Task to complete >> Write each entry out once more, please, precisely as shown.
-- Opening Marker --
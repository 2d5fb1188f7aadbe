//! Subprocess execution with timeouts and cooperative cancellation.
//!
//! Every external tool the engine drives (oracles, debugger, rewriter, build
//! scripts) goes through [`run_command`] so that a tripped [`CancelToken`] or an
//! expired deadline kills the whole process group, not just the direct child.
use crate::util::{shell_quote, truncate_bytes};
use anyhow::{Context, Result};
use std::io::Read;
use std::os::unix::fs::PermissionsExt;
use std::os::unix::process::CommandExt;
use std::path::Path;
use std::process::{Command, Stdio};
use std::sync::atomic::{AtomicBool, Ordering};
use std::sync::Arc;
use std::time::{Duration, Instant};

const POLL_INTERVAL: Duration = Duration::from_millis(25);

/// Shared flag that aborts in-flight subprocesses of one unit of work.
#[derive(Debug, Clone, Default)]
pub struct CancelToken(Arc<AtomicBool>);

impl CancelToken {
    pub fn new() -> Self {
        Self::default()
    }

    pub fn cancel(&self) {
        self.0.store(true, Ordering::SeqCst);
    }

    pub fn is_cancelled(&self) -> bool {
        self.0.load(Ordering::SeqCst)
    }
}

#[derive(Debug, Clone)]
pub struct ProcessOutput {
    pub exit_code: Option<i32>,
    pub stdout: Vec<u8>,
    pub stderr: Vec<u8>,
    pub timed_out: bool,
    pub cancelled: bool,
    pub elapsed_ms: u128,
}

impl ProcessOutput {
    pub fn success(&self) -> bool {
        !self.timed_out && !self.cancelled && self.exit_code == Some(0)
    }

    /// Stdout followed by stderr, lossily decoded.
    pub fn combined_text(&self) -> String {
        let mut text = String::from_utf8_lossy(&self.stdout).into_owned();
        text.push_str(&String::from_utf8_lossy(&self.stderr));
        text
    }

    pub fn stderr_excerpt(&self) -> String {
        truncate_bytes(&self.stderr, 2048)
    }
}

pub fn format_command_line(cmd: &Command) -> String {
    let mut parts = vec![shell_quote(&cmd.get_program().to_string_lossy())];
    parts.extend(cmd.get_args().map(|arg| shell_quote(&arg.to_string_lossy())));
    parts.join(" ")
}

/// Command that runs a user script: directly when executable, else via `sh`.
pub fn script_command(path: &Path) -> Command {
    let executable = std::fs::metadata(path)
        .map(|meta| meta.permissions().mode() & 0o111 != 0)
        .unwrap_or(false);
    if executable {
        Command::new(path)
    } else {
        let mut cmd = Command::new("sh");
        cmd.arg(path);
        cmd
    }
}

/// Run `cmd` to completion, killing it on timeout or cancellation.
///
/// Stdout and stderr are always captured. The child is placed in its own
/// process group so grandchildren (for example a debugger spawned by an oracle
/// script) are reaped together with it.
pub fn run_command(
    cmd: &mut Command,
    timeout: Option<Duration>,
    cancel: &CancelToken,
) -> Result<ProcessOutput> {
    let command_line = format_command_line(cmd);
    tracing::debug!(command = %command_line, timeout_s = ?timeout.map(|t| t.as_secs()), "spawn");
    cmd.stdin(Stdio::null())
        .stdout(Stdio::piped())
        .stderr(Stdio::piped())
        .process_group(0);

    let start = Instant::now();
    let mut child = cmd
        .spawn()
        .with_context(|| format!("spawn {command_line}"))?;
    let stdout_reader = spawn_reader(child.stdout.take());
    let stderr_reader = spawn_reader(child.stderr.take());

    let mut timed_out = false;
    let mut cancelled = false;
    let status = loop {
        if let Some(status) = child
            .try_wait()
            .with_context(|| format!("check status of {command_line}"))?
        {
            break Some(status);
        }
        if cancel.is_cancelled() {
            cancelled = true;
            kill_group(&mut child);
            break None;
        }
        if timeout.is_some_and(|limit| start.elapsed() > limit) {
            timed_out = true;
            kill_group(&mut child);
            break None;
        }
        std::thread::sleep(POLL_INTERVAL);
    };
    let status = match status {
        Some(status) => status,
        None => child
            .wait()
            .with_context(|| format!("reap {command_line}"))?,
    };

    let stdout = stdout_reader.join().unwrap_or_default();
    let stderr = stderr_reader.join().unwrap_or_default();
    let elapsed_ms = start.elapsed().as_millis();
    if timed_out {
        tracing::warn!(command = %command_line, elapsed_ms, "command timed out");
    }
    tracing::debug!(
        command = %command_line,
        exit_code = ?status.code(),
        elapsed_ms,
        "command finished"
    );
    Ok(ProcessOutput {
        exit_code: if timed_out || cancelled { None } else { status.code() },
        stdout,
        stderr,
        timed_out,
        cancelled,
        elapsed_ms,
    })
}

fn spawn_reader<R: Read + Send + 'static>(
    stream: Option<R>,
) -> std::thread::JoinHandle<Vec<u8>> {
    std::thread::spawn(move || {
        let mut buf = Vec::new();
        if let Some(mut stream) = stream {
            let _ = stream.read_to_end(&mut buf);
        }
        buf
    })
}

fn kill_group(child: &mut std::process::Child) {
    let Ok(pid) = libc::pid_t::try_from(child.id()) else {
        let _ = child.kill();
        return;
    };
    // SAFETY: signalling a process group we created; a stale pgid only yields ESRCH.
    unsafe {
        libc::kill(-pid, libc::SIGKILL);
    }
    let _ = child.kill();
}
-- Closing Marker --
Written solution >>
repository 2d5fb1188f7aadbe
//! Subprocess execution with timeouts and cooperative cancellation.
//!
//! Every external tool the engine drives (oracles, debugger, rewriter, build
//! scripts) goes through [`run_command`] so that a tripped [`CancelToken`] or an
//! expired deadline kills the whole process group, not just the direct child.
use crate::util::{shell_quote, truncate_bytes};
use anyhow::{Context, Result};
use std::io::Read;
use std::os::unix::fs::PermissionsExt;
use std::os::unix::process::CommandExt;
use std::path::Path;
use std::process::{Command, Stdio};
use std::sync::atomic::{AtomicBool, Ordering};
use std::sync::Arc;
use std::time::{Duration, Instant};

const POLL_INTERVAL: Duration = Duration::from_millis(25);

/// Shared flag that aborts in-flight subprocesses of one unit of work.
#[derive(Debug, Clone, Default)]
pub struct CancelToken(Arc<AtomicBool>);

impl CancelToken {
    pub fn new() -> Self {
        Self::default()
    }

    pub fn cancel(&self) {
        self.0.store(true, Ordering::SeqCst);
    }

    pub fn is_cancelled(&self) -> bool {
        self.0.load(Ordering::SeqCst)
    }
}

#[derive(Debug, Clone)]
pub struct ProcessOutput {
    pub exit_code: Option<i32>,
    pub stdout: Vec<u8>,
    pub stderr: Vec<u8>,
    pub timed_out: bool,
    pub cancelled: bool,
    pub elapsed_ms: u128,
}

impl ProcessOutput {
    pub fn success(&self) -> bool {
        !self.timed_out && !self.cancelled && self.exit_code == Some(0)
    }

    /// Stdout followed by stderr, lossily decoded.
    pub fn combined_text(&self) -> String {
        let mut text = String::from_utf8_lossy(&self.stdout).into_owned();
        text.push_str(&String::from_utf8_lossy(&self.stderr));
        text
    }

    pub fn stderr_excerpt(&self) -> String {
        truncate_bytes(&self.stderr, 2048)
    }
}

pub fn format_command_line(cmd: &Command) -> String {
    let mut parts = vec![shell_quote(&cmd.get_program().to_string_lossy())];
    parts.extend(cmd.get_args().map(|arg| shell_quote(&arg.to_string_lossy())));
    parts.join(" ")
}

/// Command that runs a user script: directly when executable, else via `sh`.
pub fn script_command(path: &Path) -> Command {
    let executable = std::fs::metadata(path)
        .map(|meta| meta.permissions().mode() & 0o111 != 0)
        .unwrap_or(false);
    if executable {
        Command::new(path)
    } else {
        let mut cmd = Command::new("sh");
        cmd.arg(path);
        cmd
    }
}

/// Run `cmd` to completion, killing it on timeout or cancellation.
///
/// Stdout and stderr are always captured. The child is placed in its own
/// process group so grandchildren (for example a debugger spawned by an oracle
/// script) are reaped together with it.
pub fn run_command(
    cmd: &mut Command,
    timeout: Option<Duration>,
    cancel: &CancelToken,
) -> Result<ProcessOutput> {
    let command_line = format_command_line(cmd);
    tracing::debug!(command = %command_line, timeout_s = ?timeout.map(|t| t.as_secs()), "spawn");
    cmd.stdin(Stdio::null())
        .stdout(Stdio::piped())
        .stderr(Stdio::piped())
        .process_group(0);

    let start = Instant::now();
    let mut child = cmd
        .spawn()
        .with_context(|| format!("spawn {command_line}"))?;
    let stdout_reader = spawn_reader(child.stdout.take());
    let stderr_reader = spawn_reader(child.stderr.take());

    let mut timed_out = false;
    let mut cancelled = false;
    let status = loop {
        if let Some(status) = child
            .try_wait()
            .with_context(|| format!("check status of {command_line}"))?
        {
            break Some(status);
        }
        if cancel.is_cancelled() {
            cancelled = true;
            kill_group(&mut child);
            break None;
        }
        if timeout.is_some_and(|limit| start.elapsed() > limit) {
            timed_out = true;
            kill_group(&mut child);
            break None;
        }
        std::thread::sleep(POLL_INTERVAL);
    };
    let status = match status {
        Some(status) => status,
        None => child
            .wait()
            .with_context(|| format!("reap {command_line}"))?,
    };

    let stdout = stdout_reader.join().unwrap_or_default();
    let stderr = stderr_reader.join().unwrap_or_default();
    let elapsed_ms = start.elapsed().as_millis();
    if timed_out {
        tracing::warn!(command = %command_line, elapsed_ms, "command timed out");
    }
    tracing::debug!(
        command = %command_line,
        exit_code = ?status.code(),
        elapsed_ms,
        "command finished"
    );
    Ok(ProcessOutput {
        exit_code: if timed_out || cancelled { None } else { status.code() },
        stdout,
        stderr,
        timed_out,
        cancelled,
        elapsed_ms,
    })
}

fn spawn_reader<R: Read + Send + 'static>(
    stream: Option<R>,
) -> std::thread::JoinHandle<Vec<u8>> {
    std::thread::spawn(move || {
        let mut buf = Vec::new();
        if let Some(mut stream) = stream {
            let _ = stream.read_to_end(&mut buf);
        }
        buf
    })
}

fn kill_group(child: &mut std::process::Child) {
    let Ok(pid) = libc::pid_t::try_from(child.id()) else {
        let _ = child.kill();
        return;
    };
    // SAFETY: signalling a process group we created; a stale pgid only yields ESRCH.
    unsafe {
        libc::kill(-pid, libc::SIGKILL);
    }
    let _ = child.kill();
}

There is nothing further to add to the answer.